> [Your assignment]:
In the material below, find each line that contains the word "lives" and copy it.

> [Records for the task]:
//! # pubtator-core: Corpus PubTator e Alinhamento de Menções a Tokens
//!
//! Este crate carrega corpora biomédicos no formato PubTator (título, abstract,
//! menções e relações por documento) e produz sequências de tags **IOB2**
//! alinhadas aos tokens de cada sentença, prontas para treinar modelos de
//! rotulagem de sequência (NER).
//!
//! ## Fluxo dos Dados
//!
//! 1.  **Entrada**: um ou mais arquivos PubTator ([`parser`]).
//! 2.  **Documento** ([`document`]): texto `título + "\n" + abstract`, menções
//!     e relações, validados na carga.
//! 3.  **Segmentação** ([`segmenter`]): o texto é dividido em sentenças por um
//!     segmentador injetado.
//! 4.  **Tokenização** ([`tokenizer`]): palavras, caracteres ou sub-palavras
//!     (wordpiece), com offsets.
//! 5.  **Alinhamento** ([`align`]): cada menção vira `B-TIPO`/`I-TIPO` nos tokens que ela cobre.
//! 6.  **Saída**: `sentence_targets()`, uma sequência de [`Tag`] por sentença.
//!
//! ## Exemplo de Uso
//!
//! ```rust
//! use pubtator_core::{Corpus, Tag};
//!
//! let content = "\
//! 1|t|EGFR in lung cancer
//! 1|a|EGFR mutations occur.
//! 1\t0\t4\tEGFR\tGene\tNCBI:1956
//! 1\t20\t24\tEGFR\tGene\tNCBI:1956
//! ";
//!
//! // 1. Carrega o corpus (tokenizador por palavras por padrão)
//! let corpus = Corpus::parse_str(content, None).unwrap();
//!
//! // 2. Uma sequência de tags por sentença
//! let doc = &corpus.documents()[0];
//! let targets: Vec<&[Tag]> = doc.sentence_targets().unwrap().collect();
//! let labels: Vec<String> = targets[1].iter().map(Tag::label).collect();
//! assert_eq!(labels, ["B-Gene", "O", "O", "O"]);
//! ```
//!
//! ## Módulos Principais
//!
//! - [`corpus`]: carga de arquivos, políticas de erro e estatísticas.
//! - [`align`]: o motor de alinhamento (direto e inverso).
//! - [`config`]: configuração JSON do tokenizador e do corpus.
//! - [`schema`]: persistência versionada.

pub mod align;
pub mod config;
pub mod corpus;
pub mod document;
pub mod error;
pub mod export;
pub mod parser;
pub mod schema;
pub mod segmenter;
pub mod tagger;
pub mod text;
pub mod tokenizer;

pub use align::{DecodedSpan, SentenceAlignment, SuppressedMention};
pub use config::{CorpusConfig, TokenizerConfig};
pub use corpus::{Corpus, CorpusBuilder, CorpusOptions, ErrorPolicy, SkippedDocument};
pub use document::{Document, Mention, Relation, Sentence, TextScope};
pub use error::{Error, Result};
pub use segmenter::{SentenceSegmenter, UnicodeSentenceSegmenter};
pub use tagger::Tag;
pub use tokenizer::{
    CharTokenizer, Token, TokenOrigin, Tokenizer, TokenizerKind, Vocabulary, WordTokenizer,
    WordpieceTokenizer,
};
#[cfg(test)]
mod tests {
    use super::*;
    use crate::tokenizer::{Vocabulary, WordpieceTokenizer, PAD_TOKEN, UNK_TOKEN};

    const BLOCK: &str = "\
100|t|EGFR in lung cancer
100|a|EGFR mutations occur. BRCA1 loss causes breast cancer.
100\t0\t4\tEGFR\tGene\tNCBI:1956
100\t8\t19\tlung cancer\tDisease\tMESH:D008175
100\t20\t24\tEGFR\tGene\tNCBI:1956
100\t42\t47\tBRCA1\tGene\t672
100\t60\t73\tbreast cancer\tDisease\tMESH:D001943
100\t1956\tAssociation\tD008175
";

    fn labels(tags: &[Tag]) -> Vec<String> {
        tags.iter().map(Tag::label).collect()
    }

    #[test]
    fn test_parse_and_sentence_targets() {
        let doc = Document::parse(BLOCK).unwrap();
        assert_eq!(doc.pmid(), "100");
        assert_eq!(doc.mentions().len(), 5);
        assert_eq!(doc.relations().len(), 1);

        let sentences = doc.sentences().unwrap();
        assert_eq!(sentences.len(), 3);
        let targets: Vec<&[Tag]> = doc.sentence_targets().unwrap().collect();
        assert_eq!(labels(targets[0]), ["B-Gene", "O", "B-Disease", "I-Disease"]);
        assert_eq!(labels(targets[1]), ["B-Gene", "O", "O", "O"]);
        for (sentence, tags) in sentences.iter().zip(&targets) {
            assert_eq!(sentence.tokens.len(), tags.len());
        }
    }

    #[test]
    fn test_sentence_targets_are_restartable() {
        let doc = Document::parse(BLOCK).unwrap();
        let targets = doc.sentence_targets().unwrap();
        let first: Vec<_> = targets.clone().collect();
        let second: Vec<_> = targets.collect();
        let third: Vec<_> = doc.sentence_targets().unwrap().collect();
        assert_eq!(first, second);
        assert_eq!(first, third);
    }

    #[test]
    fn test_decoded_mentions_match_originals_for_word_tokens() {
        let doc = Document::parse(BLOCK).unwrap();
        let decoded = doc.decoded_mentions().unwrap();
        let got: Vec<(usize, usize, &str)> = decoded
            .iter()
            .map(|d| {
                let (s, e) = d.span.unwrap();
                (s, e, d.entity_type.as_str())
            })
            .collect();
        let expected: Vec<(usize, usize, &str)> = doc
            .mentions()
            .iter()
            .map(|m| (m.start, m.end, m.entity_type.as_str()))
            .collect();
        assert_eq!(got, expected);
    }

    #[test]
    fn test_mention_beyond_text_is_bounds_error() {
        let block = "7|t|Short\n7|a|Text.\n7\t6\t40\tText.\tGene\tX\n";
        let err = Document::parse(block).unwrap_err();
        assert!(matches!(err, Error::Bounds { ref pmid, .. } if pmid == "7"));
    }

    #[test]
    fn test_surface_text_mismatch_is_bounds_error() {
        let block = "7|t|Short\n7|a|Text.\n7\t0\t5\tShirt\tGene\tX\n";
        assert!(matches!(Document::parse(block), Err(Error::Bounds { .. })));
    }

    #[test]
    fn test_rebinding_tokenizer_invalidates_cache() {
        let mut doc = Document::parse(BLOCK).unwrap();
        doc.prepare().unwrap();
        assert!(doc.is_prepared());

        let vocab = Arc::new(Vocabulary::from_tokens([
            PAD_TOKEN, UNK_TOKEN, "EG", "##FR", "in", "lung", "cancer",
        ]));
        doc.bind_tokenizer(Arc::new(WordpieceTokenizer::new(vocab)));
        assert!(!doc.is_prepared());

        let first: Vec<Tag> = doc.sentence_targets().unwrap().next().unwrap().to_vec();
        assert_eq!(labels(&first), ["B-Gene", "I-Gene", "O", "B-Disease", "I-Disease"]);
        // texto e menções continuam os mesmos
        assert_eq!(doc.mentions().len(), 5);
    }

    #[test]
    fn test_rebinding_segmenter_invalidates_cache() {
        let mut doc = Document::parse(BLOCK).unwrap();
        doc.prepare().unwrap();
        assert_eq!(doc.sentences().unwrap().len(), 3);

        let whole = |text: &str| vec![(0, char_len(text))];
        doc.bind_segmenter(Arc::new(whole));
        assert!(!doc.is_prepared());

        assert_eq!(doc.sentences().unwrap().len(), 1);
        let spans: Vec<(usize, usize)> = doc
            .decoded_mentions()
            .unwrap()
            .iter()
            .filter_map(|d| d.span)
            .collect();
        assert_eq!(spans, [(0, 4), (8, 19), (20, 24), (42, 47), (60, 73)]);
    }

    #[test]
    fn test_overlapping_segmenter_spans_are_alignment_error() {
        let mut doc = Document::parse(BLOCK).unwrap();
        doc.bind_segmenter(Arc::new(|_: &str| vec![(0, 5), (3, 9)]));
        let err = doc.sentence_targets().err().expect("overlapping sentences");
        match err {
            Error::Alignment(message) => assert!(message.contains("overlaps")),
            other => panic!("unexpected error: {other}"),
        }
        assert!(!doc.is_prepared());
    }

    #[test]
    fn test_parse_counts_lines_from_block_start() {
        let block = "\n\n5|t|Title\n5|a|Abstract.\n5\t0\t5\tTitle\n";
        match Document::parse(block).unwrap_err() {
            Error::Format { line, pmid, .. } => {
                assert_eq!(line, 5);
                assert_eq!(pmid.as_deref(), Some("5"));
            }
            other => panic!("unexpected error: {other}"),
        }

        let padded = format!("\n{}\n\n", BLOCK);
        assert_eq!(Document::parse(&padded).unwrap().mentions().len(), 5);
    }

    #[test]
    fn test_parse_rejects_several_blocks() {
        let two = format!("{}\n9|t|T\n9|a|A\n", BLOCK);
        assert!(matches!(
            Document::parse(&two),
            Err(Error::Format { line: 10, .. })
        ));
        assert!(matches!(Document::parse("\n \n"), Err(Error::Format { .. })));
    }

    #[test]
    fn test_abstract_only_scope_rebases_mentions() {
        let lines: Vec<&str> = BLOCK.lines().collect();
        let raw = parser::parse_block(Path::new("<memory>"), 1, &lines).unwrap();
        let doc = Document::from_raw(
            raw,
            TextScope::AbstractOnly,
            Arc::new(WordTokenizer),
            Arc::new(UnicodeSentenceSegmenter),
        )
        .unwrap();
        assert_eq!(doc.mentions().len(), 3);
        assert_eq!(doc.mentions()[0].start, 0);
        assert_eq!(doc.slice(0, 4), Some("EGFR"));
        assert_eq!(doc.file_offset(), 20);
    }

    #[test]
    fn test_char_targets_and_relation_mentions() {
        let doc = Document::parse(BLOCK).unwrap();
        let chars = doc.char_targets().unwrap();
        assert_eq!(chars.len(), doc.text_len());
        assert_eq!(chars[0].map(|m| m.entity_type.as_str()), Some("Gene"));
        assert!(chars[4].is_none());

        let related = doc.relation_mentions(&doc.relations()[0]);
        let texts: Vec<&str> = related.iter().map(|m| m.text.as_str()).collect();
        assert_eq!(texts, ["EGFR", "lung cancer", "EGFR"]);
    }

    #[test]
    fn test_normalized_concepts() {
        let m = Mention::new(0, 4, "EGFR", "Gene", vec!["UMLS:C0034802".into(), "1956".into()]);
        assert_eq!(m.normalized_concepts(), ["C0034802", "1956"]);
    }
}
//! Irreversible removal of deletion groups.

use crate::fs::FileSystem;
use crate::models::{DeletionGroup, PurgeOutcome};
use std::path::Path;

/// Empties the trash root while keeping the root directory itself, so its
/// ownership and permissions survive.
///
/// The root must already be validated; a missing root is a read error.
/// Returns the number of removed entries.
pub fn purge_all(fs: &dyn FileSystem, trash_root: &Path) -> crate::Result<usize> {
    let children = fs.list_dir(trash_root)?;
    for child in &children {
        fs.remove_any(child)?;
        log::debug!("removed {}", child.display());
    }
    Ok(children.len())
}

/// Removes each group's container, carrying on past individual failures.
pub fn purge_selected(fs: &dyn FileSystem, groups: Vec<DeletionGroup>) -> Vec<PurgeOutcome> {
    groups
        .into_iter()
        .map(|group| {
            let result = fs.remove_dir_all(&group.container);
            match &result {
                Ok(()) => log::info!("flushed {}", group.container_name()),
                Err(err) => log::error!("could not flush {}: {}", group.container_name(), err),
            }
            PurgeOutcome { group, result }
        })
        .collect()
}
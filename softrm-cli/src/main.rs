//! softrm - safe delete front end.

mod cli;
mod commands;
mod config;
mod logging;

use anyhow::{Context, Result};
use clap::Parser;
use softrm_core::Trash;

use crate::cli::Cli;
use crate::config::{resolve_trash_config, FileConfig};

fn run(cli: Cli) -> Result<()> {
    let file_config = FileConfig::load(cli.config.as_deref())?;
    let cwd = std::env::current_dir().context("failed to read the current directory")?;
    let trash_config = resolve_trash_config(cli.trash_dir.as_deref(), &file_config, &cwd)?;
    let trash = Trash::new(trash_config);

    let stdout = std::io::stdout();
    let mut out = stdout.lock();
    commands::execute(&trash, cli.command, &mut out)
}

fn main() {
    let cli = Cli::parse();
    logging::init_logging(cli.verbose, cli.quiet);

    if let Err(err) = run(cli) {
        eprintln!("Error: {err:#}");
        eprintln!("Aborting.");
        std::process::exit(1);
    }
}
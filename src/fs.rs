use crate::errors::CoreError;
use std::fs::{self, Metadata};
use std::io;
use std::path::{Path, PathBuf};
use std::time::SystemTime;

/// Filesystem abstraction boundary for the deletion-group engine.
///
/// Every core component receives an implementation of this trait instead of
/// calling `std::fs` directly, so the components stay independent of where
/// the trash lives and what clock is used to name deletion groups.
pub trait FileSystem: Send + Sync {
    /// Returns the current time in wall-clock format.
    fn now(&self) -> SystemTime;

    /// Returns the directory relative paths are resolved against.
    fn current_dir(&self) -> crate::Result<PathBuf>;

    /// Reads file metadata.
    fn metadata(&self, path: &Path) -> crate::Result<Metadata>;

    /// Reads symlink metadata.
    fn symlink_metadata(&self, path: &Path) -> crate::Result<Metadata>;

    /// Resolves every symlink and `..` in `path` the way the kernel would.
    fn canonicalize(&self, path: &Path) -> crate::Result<PathBuf>;

    /// Creates a directory and all missing parent directories.
    fn create_dir_all(&self, path: &Path) -> crate::Result<()>;

    /// Creates a single directory, failing if it already exists.
    fn create_dir(&self, path: &Path) -> crate::Result<()>;

    /// Renames/moves a path.
    fn rename(&self, from: &Path, to: &Path) -> crate::Result<()>;

    /// Lists directory children as concrete paths.
    fn list_dir(&self, path: &Path) -> crate::Result<Vec<PathBuf>>;

    /// Removes a file or symlink.
    fn remove_file(&self, path: &Path) -> crate::Result<()>;

    /// Removes a directory and everything below it.
    fn remove_dir_all(&self, path: &Path) -> crate::Result<()>;

    /// Returns true when path exists (symlink-aware).
    fn exists(&self, path: &Path) -> bool {
        self.symlink_metadata(path).is_ok()
    }

    /// Returns true when path is a real directory (symlinks are not followed).
    fn is_dir(&self, path: &Path) -> bool {
        self.symlink_metadata(path)
            .map(|meta| meta.is_dir())
            .unwrap_or(false)
    }

    /// Removes whatever node lives at `path`.
    fn remove_any(&self, path: &Path) -> crate::Result<()> {
        if self.is_dir(path) {
            self.remove_dir_all(path)
        } else {
            self.remove_file(path)
        }
    }
}

/// Default filesystem implementation backed by `std::fs`.
#[derive(Debug, Default, Clone, Copy)]
pub struct RealFileSystem;

impl FileSystem for RealFileSystem {
    fn now(&self) -> SystemTime {
        SystemTime::now()
    }

    fn current_dir(&self) -> crate::Result<PathBuf> {
        std::env::current_dir().map_err(|err| CoreError::io(".", err))
    }

    fn metadata(&self, path: &Path) -> crate::Result<Metadata> {
        fs::metadata(path).map_err(|err| CoreError::io(path, err))
    }

    fn symlink_metadata(&self, path: &Path) -> crate::Result<Metadata> {
        fs::symlink_metadata(path).map_err(|err| CoreError::io(path, err))
    }

    fn canonicalize(&self, path: &Path) -> crate::Result<PathBuf> {
        fs::canonicalize(path).map_err(|err| CoreError::io(path, err))
    }

    fn create_dir_all(&self, path: &Path) -> crate::Result<()> {
        private_dir_builder(true)
            .create(path)
            .map_err(|err| CoreError::io(path, err))
    }

    fn create_dir(&self, path: &Path) -> crate::Result<()> {
        private_dir_builder(false)
            .create(path)
            .map_err(|err| CoreError::io(path, err))
    }

    fn rename(&self, from: &Path, to: &Path) -> crate::Result<()> {
        fs::rename(from, to).map_err(|err| CoreError::move_failure(from, to, err))
    }

    fn list_dir(&self, path: &Path) -> crate::Result<Vec<PathBuf>> {
        fs::read_dir(path)
            .map_err(|err| CoreError::DirectoryRead(path.to_path_buf(), err))?
            .map(|entry| entry.map(|v| v.path()))
            .collect::<Result<Vec<PathBuf>, io::Error>>()
            .map_err(|err| CoreError::DirectoryRead(path.to_path_buf(), err))
    }

    fn remove_file(&self, path: &Path) -> crate::Result<()> {
        fs::remove_file(path).map_err(|err| CoreError::io(path, err))
    }

    fn remove_dir_all(&self, path: &Path) -> crate::Result<()> {
        fs::remove_dir_all(path).map_err(|err| CoreError::io(path, err))
    }
}

/// Directories created for the trash are private to the current user.
fn private_dir_builder(recursive: bool) -> fs::DirBuilder {
    let mut builder = fs::DirBuilder::new();
    builder.recursive(recursive);
    #[cfg(unix)]
    {
        use std::os::unix::fs::DirBuilderExt;
        builder.mode(0o700);
    }
    builder
}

> [Exercise solution]:
/// the trash lives and what clock is used to name deletion groups.
    /// Removes whatever node lives at `path`.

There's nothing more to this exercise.